//! Consistent snapshots of the ledger and the number book.
//!
//! A snapshot is taken with every account and every shard locked, so it
//! never shows a reservation without its lease or vice versa. It carries a
//! SHA-256 digest over its canonical content; restoring refuses a snapshot
//! whose digest does not match.
//!
//! The reservation audit checks, per account:
//! ```text
//! reserved == Σ reserved_amount(active leases owned by the account)
//! ```
//! and that no balance went negative.

use std::collections::BTreeMap;

use chrono::{DateTime, Utc};
use numlease_types::{
    AccountBalance, AccountId, BlacklistEntry, Lease, LeaseError, LeaseStatus, Result,
};
use rust_decimal::Decimal;
use serde::{Deserialize, Serialize};
use sha2::{Digest, Sha256};
use tracing::{info, warn};

use crate::{Ledger, NumberBook};

/// One account's balance inside a snapshot.
#[derive(Debug, Clone, PartialEq, Eq, Serialize, Deserialize)]
pub struct AccountRecord {
    pub account: AccountId,
    pub balance: AccountBalance,
}

/// A point-in-time copy of all mutable state.
#[derive(Debug, Clone, PartialEq, Eq, Serialize, Deserialize)]
pub struct Snapshot {
    pub taken_at: DateTime<Utc>,
    /// Sorted by account id.
    pub accounts: Vec<AccountRecord>,
    /// Sorted by phone.
    pub leases: Vec<Lease>,
    /// Sorted by phone, then project.
    pub blacklist: Vec<BlacklistEntry>,
    /// Hex SHA-256 over everything above.
    pub digest: String,
}

impl Snapshot {
    /// Capture the current state.
    ///
    /// Blocks every lease operation for as long as the copy takes.
    pub fn capture(ledger: &Ledger, book: &NumberBook) -> Result<Self> {
        let (accounts, leases, blacklist) = ledger.with_all_accounts(|balances| {
            let (leases, blacklist) = book.export()?;
            Ok((balances, leases, blacklist))
        })?;
        let mut snapshot = Self {
            taken_at: Utc::now(),
            accounts: accounts
                .into_iter()
                .map(|(account, balance)| AccountRecord { account, balance })
                .collect(),
            leases,
            blacklist,
            digest: String::new(),
        };
        snapshot.digest = hex::encode(snapshot.compute_digest());
        info!(
            accounts = snapshot.accounts.len(),
            leases = snapshot.leases.len(),
            blacklist = snapshot.blacklist.len(),
            digest = %snapshot.digest,
            "Snapshot captured"
        );
        Ok(snapshot)
    }

    /// Check the stored digest against the content.
    ///
    /// # Errors
    /// Returns `SnapshotCorrupt` on mismatch.
    pub fn verify(&self) -> Result<()> {
        let expected = hex::encode(self.compute_digest());
        if expected != self.digest {
            return Err(LeaseError::SnapshotCorrupt(format!(
                "digest mismatch: stored {}, computed {expected}",
                self.digest
            )));
        }
        Ok(())
    }

    /// Rebuild a ledger and a number book with `shards` shards.
    pub fn restore(&self, shards: usize) -> Result<(Ledger, NumberBook)> {
        self.verify()?;
        let ledger = Ledger::from_balances(
            self.accounts
                .iter()
                .map(|r| (r.account, r.balance.clone())),
        );
        let book = NumberBook::from_records(shards, self.leases.clone(), self.blacklist.clone());
        info!(
            accounts = self.accounts.len(),
            leases = self.leases.len(),
            "Snapshot restored"
        );
        Ok((ledger, book))
    }

    pub fn to_json(&self) -> Result<String> {
        serde_json::to_string_pretty(self)
            .map_err(|e| LeaseError::Internal(format!("snapshot serialization failed: {e}")))
    }

    /// Parse and verify a snapshot document.
    pub fn from_json(json: &str) -> Result<Self> {
        let snapshot: Self = serde_json::from_str(json)
            .map_err(|e| LeaseError::SnapshotCorrupt(format!("unreadable snapshot: {e}")))?;
        snapshot.verify()?;
        Ok(snapshot)
    }

    /// Check the reservation invariant for every account.
    ///
    /// # Errors
    /// Returns `Internal` describing the first violation found.
    pub fn audit(&self) -> Result<()> {
        let mut held: BTreeMap<AccountId, Decimal> = BTreeMap::new();
        for lease in &self.leases {
            match lease.status {
                LeaseStatus::Active => {
                    let sum = held.entry(lease.owner).or_insert(Decimal::ZERO);
                    *sum = sum.checked_add(lease.reserved_amount).ok_or_else(|| {
                        violation(format!(
                            "account {}: active reservations overflow",
                            lease.owner
                        ))
                    })?;
                }
                LeaseStatus::Consumed if !lease.reserved_amount.is_zero() => {
                    return Err(violation(format!(
                        "consumed lease {} still reserves {}",
                        lease.phone, lease.reserved_amount
                    )));
                }
                LeaseStatus::Consumed => {}
            }
        }

        for record in &self.accounts {
            let balance = &record.balance;
            if balance.available < Decimal::ZERO || balance.reserved < Decimal::ZERO {
                return Err(violation(format!(
                    "account {} has a negative balance: available {}, reserved {}",
                    record.account, balance.available, balance.reserved
                )));
            }
            let expected = held.remove(&record.account).unwrap_or(Decimal::ZERO);
            if balance.reserved != expected {
                return Err(violation(format!(
                    "account {}: reserved {} != active leases {expected}",
                    record.account, balance.reserved
                )));
            }
        }

        // Whatever is left belongs to accounts the ledger never saw.
        if let Some((account, amount)) = held.into_iter().find(|(_, a)| !a.is_zero()) {
            return Err(violation(format!(
                "account {account} holds leases reserving {amount} but has no ledger entry"
            )));
        }
        Ok(())
    }

    /// Sum of available + reserved across all accounts, saturating at
    /// `Decimal::MAX`.
    #[must_use]
    pub fn total_funds(&self) -> Decimal {
        self.accounts
            .iter()
            .fold(Decimal::ZERO, |acc, r| acc.saturating_add(r.balance.total()))
    }

    fn compute_digest(&self) -> [u8; 32] {
        let mut hasher = Sha256::new();
        hasher.update(b"numlease:snapshot:v1:");
        hasher.update(self.taken_at.timestamp().to_le_bytes());
        hasher.update(self.taken_at.timestamp_subsec_nanos().to_le_bytes());

        hasher.update((self.accounts.len() as u64).to_le_bytes());
        for record in &self.accounts {
            hasher.update(record.account.0.as_bytes());
            hash_field(&mut hasher, &record.balance.available.to_string());
            hash_field(&mut hasher, &record.balance.reserved.to_string());
        }

        hasher.update((self.leases.len() as u64).to_le_bytes());
        for lease in &self.leases {
            hash_field(&mut hasher, lease.phone.as_str());
            hasher.update(lease.owner.0.as_bytes());
            hash_field(&mut hasher, lease.project.as_str());
            hasher.update(match lease.status {
                LeaseStatus::Active => [0u8],
                LeaseStatus::Consumed => [1u8],
            });
            hasher.update([lease.carrier.code(), lease.segment.code()]);
            hash_field(&mut hasher, &lease.reserved_amount.to_string());
            hasher.update(lease.leased_at.timestamp().to_le_bytes());
            hasher.update(lease.leased_at.timestamp_subsec_nanos().to_le_bytes());
            match lease.consumed_at {
                Some(at) => {
                    hasher.update([1u8]);
                    hasher.update(at.timestamp().to_le_bytes());
                    hasher.update(at.timestamp_subsec_nanos().to_le_bytes());
                }
                None => hasher.update([0u8]),
            }
        }

        hasher.update((self.blacklist.len() as u64).to_le_bytes());
        for entry in &self.blacklist {
            hash_field(&mut hasher, entry.phone.as_str());
            hash_field(&mut hasher, entry.project.as_str());
            hasher.update(entry.owner.0.as_bytes());
            hasher.update(entry.created_at.timestamp().to_le_bytes());
            hasher.update(entry.created_at.timestamp_subsec_nanos().to_le_bytes());
        }

        let result = hasher.finalize();
        let mut hash = [0u8; 32];
        hash.copy_from_slice(&result);
        hash
    }
}

// Length-prefixed so that adjacent strings cannot run into each other.
fn hash_field(hasher: &mut Sha256, field: &str) {
    hasher.update((field.len() as u64).to_le_bytes());
    hasher.update(field.as_bytes());
}

fn violation(reason: String) -> LeaseError {
    warn!(%reason, "Reservation audit failed");
    LeaseError::Internal(format!("reservation audit: {reason}"))
}

#[cfg(test)]
mod tests {
    use numlease_types::{Carrier, PhoneNumber, ProjectId, Segment};

    use super::*;

    fn d(cents: i64) -> Decimal {
        Decimal::new(cents, 2)
    }

    /// One account with 1.00 deposited and one active 0.10 lease.
    fn populated() -> (Ledger, NumberBook, AccountId) {
        let ledger = Ledger::new();
        let book = NumberBook::new(4);
        let acct = AccountId::new();
        ledger.deposit(acct, d(100)).unwrap();
        ledger.reserve(acct, d(10)).unwrap();
        let lease = Lease::new(
            PhoneNumber::new("13800000001"),
            acct,
            ProjectId::new("p"),
            Carrier::Mobile,
            Segment::Normal,
            d(10),
        );
        let phone = lease.phone.clone();
        book.with_phone(&phone, |s| {
            s.leases.insert_if_absent(lease);
            s.blacklist.insert(phone.clone(), "q".into(), acct);
        })
        .unwrap();
        (ledger, book, acct)
    }

    #[test]
    fn capture_is_consistent_and_verifies() {
        let (ledger, book, _) = populated();
        let snap = Snapshot::capture(&ledger, &book).unwrap();
        assert_eq!(snap.accounts.len(), 1);
        assert_eq!(snap.leases.len(), 1);
        assert_eq!(snap.blacklist.len(), 1);
        assert_eq!(snap.digest.len(), 64);
        assert!(snap.verify().is_ok());
        assert!(snap.audit().is_ok());
        assert_eq!(snap.total_funds(), d(100));
    }

    #[test]
    fn json_restore_reproduces_state() {
        let (ledger, book, acct) = populated();
        let snap = Snapshot::capture(&ledger, &book).unwrap();
        let json = snap.to_json().unwrap();

        let parsed = Snapshot::from_json(&json).unwrap();
        assert_eq!(parsed, snap);

        let (ledger2, book2) = parsed.restore(16).unwrap();
        assert_eq!(ledger2.balance(acct).unwrap(), ledger.balance(acct).unwrap());
        assert_eq!(book2.export().unwrap(), book.export().unwrap());

        let again = Snapshot::capture(&ledger2, &book2).unwrap();
        assert_eq!(again.accounts, snap.accounts);
        assert_eq!(again.leases, snap.leases);
    }

    #[test]
    fn tampered_content_rejected() {
        let (ledger, book, _) = populated();
        let mut snap = Snapshot::capture(&ledger, &book).unwrap();
        snap.accounts[0].balance.available = d(100_000);
        let err = snap.verify().unwrap_err();
        assert!(matches!(err, LeaseError::SnapshotCorrupt(_)));
        assert!(snap.restore(4).is_err());
    }

    #[test]
    fn tampered_json_rejected() {
        let (ledger, book, _) = populated();
        let snap = Snapshot::capture(&ledger, &book).unwrap();
        let json = snap.to_json().unwrap().replace("13800000001", "13800000002");
        assert!(matches!(
            Snapshot::from_json(&json),
            Err(LeaseError::SnapshotCorrupt(_))
        ));
        assert!(matches!(
            Snapshot::from_json("{ nope"),
            Err(LeaseError::SnapshotCorrupt(_))
        ));
    }

    #[test]
    fn audit_catches_reservation_drift() {
        let (ledger, book, acct) = populated();
        // Reservation without a lease behind it.
        ledger.reserve(acct, d(5)).unwrap();
        let snap = Snapshot::capture(&ledger, &book).unwrap();
        let err = snap.audit().unwrap_err();
        assert!(format!("{err}").contains("reservation audit"));
    }

    #[test]
    fn audit_catches_orphan_lease() {
        let ledger = Ledger::new();
        let book = NumberBook::new(2);
        let lease = Lease::new(
            PhoneNumber::new("13800000001"),
            AccountId::new(),
            ProjectId::new("p"),
            Carrier::Mobile,
            Segment::Normal,
            d(10),
        );
        let phone = lease.phone.clone();
        book.with_phone(&phone, |s| s.leases.insert_if_absent(lease))
            .unwrap();
        let snap = Snapshot::capture(&ledger, &book).unwrap();
        assert!(snap.audit().is_err());
    }

    #[test]
    fn consumed_leases_hold_nothing() {
        let (ledger, book, acct) = populated();
        let phone = PhoneNumber::new("13800000001");
        ledger
            .with_account(acct, |handle| {
                let captured = book
                    .with_phone(&phone, |s| s.leases.update_status(&phone, LeaseStatus::Consumed))??;
                handle.capture(captured);
                Ok(())
            })
            .unwrap();
        let snap = Snapshot::capture(&ledger, &book).unwrap();
        assert!(snap.audit().is_ok());
        assert_eq!(snap.total_funds(), d(90));
    }
}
-=-=-
§ **Task goal**
Copy all lines of the preceding data that hold the word "PhoneNumber".

§ **The answer**
    use numlease_types::{Carrier, PhoneNumber, ProjectId, Segment};
            PhoneNumber::new("13800000001"),
            PhoneNumber::new("13800000001"),
        let phone = PhoneNumber::new("13800000001");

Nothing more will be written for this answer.